START RECORDS FOR THIS TASK

//! Date text handling.
//!
//! Event dates travel through the pipeline as text. This module knows the two
//! accepted textual shapes, turns text into instants for sorting and export,
//! and decomposes instants into wall-clock parts in the export zone.

use std::fmt;
use std::sync::OnceLock;

use chrono::{
    DateTime, Datelike, Local, NaiveDate, NaiveDateTime, TimeZone, Timelike, Utc,
};
use chrono_tz::Tz;
use regex::Regex;

use crate::error::{CalBuildError, CalBuildResult};

static DATE_TIME_SHAPE: OnceLock<Regex> = OnceLock::new();
static DATE_SHAPE: OnceLock<Regex> = OnceLock::new();

/// `YYYY-MM-DDTHH:MM` followed by anything (seconds, fraction, offset)
fn date_time_shape() -> &'static Regex {
    DATE_TIME_SHAPE.get_or_init(|| {
        Regex::new(r"^\d{4}-\d{2}-\d{2}T\d{2}:\d{2}").expect("Invalid date-time shape pattern")
    })
}

/// Bare `YYYY-MM-DD`
fn date_shape() -> &'static Regex {
    DATE_SHAPE.get_or_init(|| {
        Regex::new(r"^\d{4}-\d{2}-\d{2}$").expect("Invalid date shape pattern")
    })
}

/// Length of a bare `YYYY-MM-DD` date.
pub const BARE_DATE_LEN: usize = 10;

/// Whether `text` is a full date-time or a bare date.
pub fn has_accepted_shape(text: &str) -> bool {
    date_time_shape().is_match(text) || date_shape().is_match(text)
}

pub fn is_bare_date(text: &str) -> bool {
    date_shape().is_match(text)
}

/// The zone wall-clock values are interpreted in.
#[derive(Debug, Clone, Copy, PartialEq, Eq, Default)]
pub enum Zone {
    /// The system's local zone
    #[default]
    Local,
    Named(Tz),
}

impl Zone {
    pub fn utc() -> Self {
        Zone::Named(Tz::UTC)
    }

    /// Look up an IANA zone name such as `Europe/Berlin`.
    pub fn from_name(name: &str) -> CalBuildResult<Self> {
        name.trim()
            .parse::<Tz>()
            .map(Zone::Named)
            .map_err(|_| CalBuildError::UnknownTimezone(name.to_string()))
    }

    /// Anchor a wall-clock time in this zone. Ambiguous times resolve to the
    /// earlier instant; times inside a DST gap have no instant.
    pub fn anchor(&self, wall: NaiveDateTime) -> Option<DateTime<Utc>> {
        match self {
            Zone::Local => Local
                .from_local_datetime(&wall)
                .earliest()
                .map(|dt| dt.with_timezone(&Utc)),
            Zone::Named(tz) => tz
                .from_local_datetime(&wall)
                .earliest()
                .map(|dt| dt.with_timezone(&Utc)),
        }
    }

    /// Wall-clock time of `instant` in this zone.
    pub fn wall_time(&self, instant: DateTime<Utc>) -> NaiveDateTime {
        match self {
            Zone::Local => instant.with_timezone(&Local).naive_local(),
            Zone::Named(tz) => instant.with_timezone(tz).naive_local(),
        }
    }
}

impl fmt::Display for Zone {
    fn fmt(&self, f: &mut fmt::Formatter) -> fmt::Result {
        match self {
            Zone::Local => write!(f, "local"),
            Zone::Named(tz) => write!(f, "{}", tz.name()),
        }
    }
}

/// Parse event date text into an instant.
///
/// Accepts RFC 3339 (`Z` or numeric offset, seconds optional), offset-less
/// `YYYY-MM-DDTHH:MM[:SS[.fff]]` and bare `YYYY-MM-DD`. Offset-less values are
/// wall-clock times in `zone`; bare dates are midnight in `zone`.
pub fn parse_instant(text: &str, zone: &Zone) -> Option<DateTime<Utc>> {
    let text = text.trim();

    if let Ok(dt) = DateTime::parse_from_rfc3339(text) {
        return Some(dt.with_timezone(&Utc));
    }

    // RFC 3339 without seconds, e.g. 2024-06-03T09:00Z
    let with_offset = match text.strip_suffix('Z') {
        Some(rest) => format!("{rest}+00:00"),
        None => text.to_string(),
    };
    if let Ok(dt) = DateTime::parse_from_str(&with_offset, "%Y-%m-%dT%H:%M%:z") {
        return Some(dt.with_timezone(&Utc));
    }

    parse_wall_time(text).and_then(|wall| zone.anchor(wall))
}

fn parse_wall_time(text: &str) -> Option<NaiveDateTime> {
    const FORMATS: &[&str] = &["%Y-%m-%dT%H:%M:%S%.f", "%Y-%m-%dT%H:%M"];

    FORMATS
        .iter()
        .find_map(|format| NaiveDateTime::parse_from_str(text, format).ok())
        .or_else(|| {
            NaiveDate::parse_from_str(text, "%Y-%m-%d")
                .ok()
                .and_then(|d| d.and_hms_opt(0, 0, 0))
        })
}

/// Render an instant the way converted calendar times are stored.
pub fn format_utc(instant: DateTime<Utc>) -> String {
    instant.format("%Y-%m-%dT%H:%M:%SZ").to_string()
}

pub fn format_date(date: NaiveDate) -> String {
    date.format("%Y-%m-%d").to_string()
}

/// Calendar components of a date, down to the day or down to the minute.
#[derive(Debug, Clone, Copy, PartialEq, Eq)]
pub enum DateParts {
    Day {
        year: i32,
        month: u32,
        day: u32,
    },
    Minute {
        year: i32,
        month: u32,
        day: u32,
        hour: u32,
        minute: u32,
    },
}

impl DateParts {
    /// Decompose date text in `zone`. Seconds are discarded.
    ///
    /// A bare date asked for as an all-day value decomposes from the date
    /// itself, without passing through an instant.
    pub fn decompose(text: &str, all_day: bool, zone: &Zone) -> Option<Self> {
        let text = text.trim();

        if all_day && is_bare_date(text) {
            let date = NaiveDate::parse_from_str(text, "%Y-%m-%d").ok()?;
            return Some(Self::day_of(date));
        }

        let wall = zone.wall_time(parse_instant(text, zone)?);
        if all_day {
            return Some(Self::day_of(wall.date()));
        }

        Some(DateParts::Minute {
            year: wall.year(),
            month: wall.month(),
            day: wall.day(),
            hour: wall.hour(),
            minute: wall.minute(),
        })
    }

    fn day_of(date: NaiveDate) -> Self {
        DateParts::Day {
            year: date.year(),
            month: date.month(),
            day: date.day(),
        }
    }

    /// Rebuild the calendar date, if the tuple names a real one.
    pub fn date(&self) -> Option<NaiveDate> {
        match *self {
            DateParts::Day { year, month, day } | DateParts::Minute { year, month, day, .. } => {
                NaiveDate::from_ymd_opt(year, month, day)
            }
        }
    }

    /// Rebuild the wall-clock time; all-day parts yield `None`.
    pub fn wall_time(&self) -> Option<NaiveDateTime> {
        match *self {
            DateParts::Day { .. } => None,
            DateParts::Minute { hour, minute, .. } => self.date()?.and_hms_opt(hour, minute, 0),
        }
    }
}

END RECORDS FOR THIS TASK

**DESCRIPTION OF THE TASK:** The first line of the records begins the span, and the line containing "are interpreted in." ends it. Reproduce that span exactly, both ends included.

**WRITTEN RESPONSE:**
//! Date text handling.
//!
//! Event dates travel through the pipeline as text. This module knows the two
//! accepted textual shapes, turns text into instants for sorting and export,
//! and decomposes instants into wall-clock parts in the export zone.

use std::fmt;
use std::sync::OnceLock;

use chrono::{
    DateTime, Datelike, Local, NaiveDate, NaiveDateTime, TimeZone, Timelike, Utc,
};
use chrono_tz::Tz;
use regex::Regex;

use crate::error::{CalBuildError, CalBuildResult};

static DATE_TIME_SHAPE: OnceLock<Regex> = OnceLock::new();
static DATE_SHAPE: OnceLock<Regex> = OnceLock::new();

/// `YYYY-MM-DDTHH:MM` followed by anything (seconds, fraction, offset)
fn date_time_shape() -> &'static Regex {
    DATE_TIME_SHAPE.get_or_init(|| {
        Regex::new(r"^\d{4}-\d{2}-\d{2}T\d{2}:\d{2}").expect("Invalid date-time shape pattern")
    })
}

/// Bare `YYYY-MM-DD`
fn date_shape() -> &'static Regex {
    DATE_SHAPE.get_or_init(|| {
        Regex::new(r"^\d{4}-\d{2}-\d{2}$").expect("Invalid date shape pattern")
    })
}

/// Length of a bare `YYYY-MM-DD` date.
pub const BARE_DATE_LEN: usize = 10;

/// Whether `text` is a full date-time or a bare date.
pub fn has_accepted_shape(text: &str) -> bool {
    date_time_shape().is_match(text) || date_shape().is_match(text)
}

pub fn is_bare_date(text: &str) -> bool {
    date_shape().is_match(text)
}

/// The zone wall-clock values are interpreted in.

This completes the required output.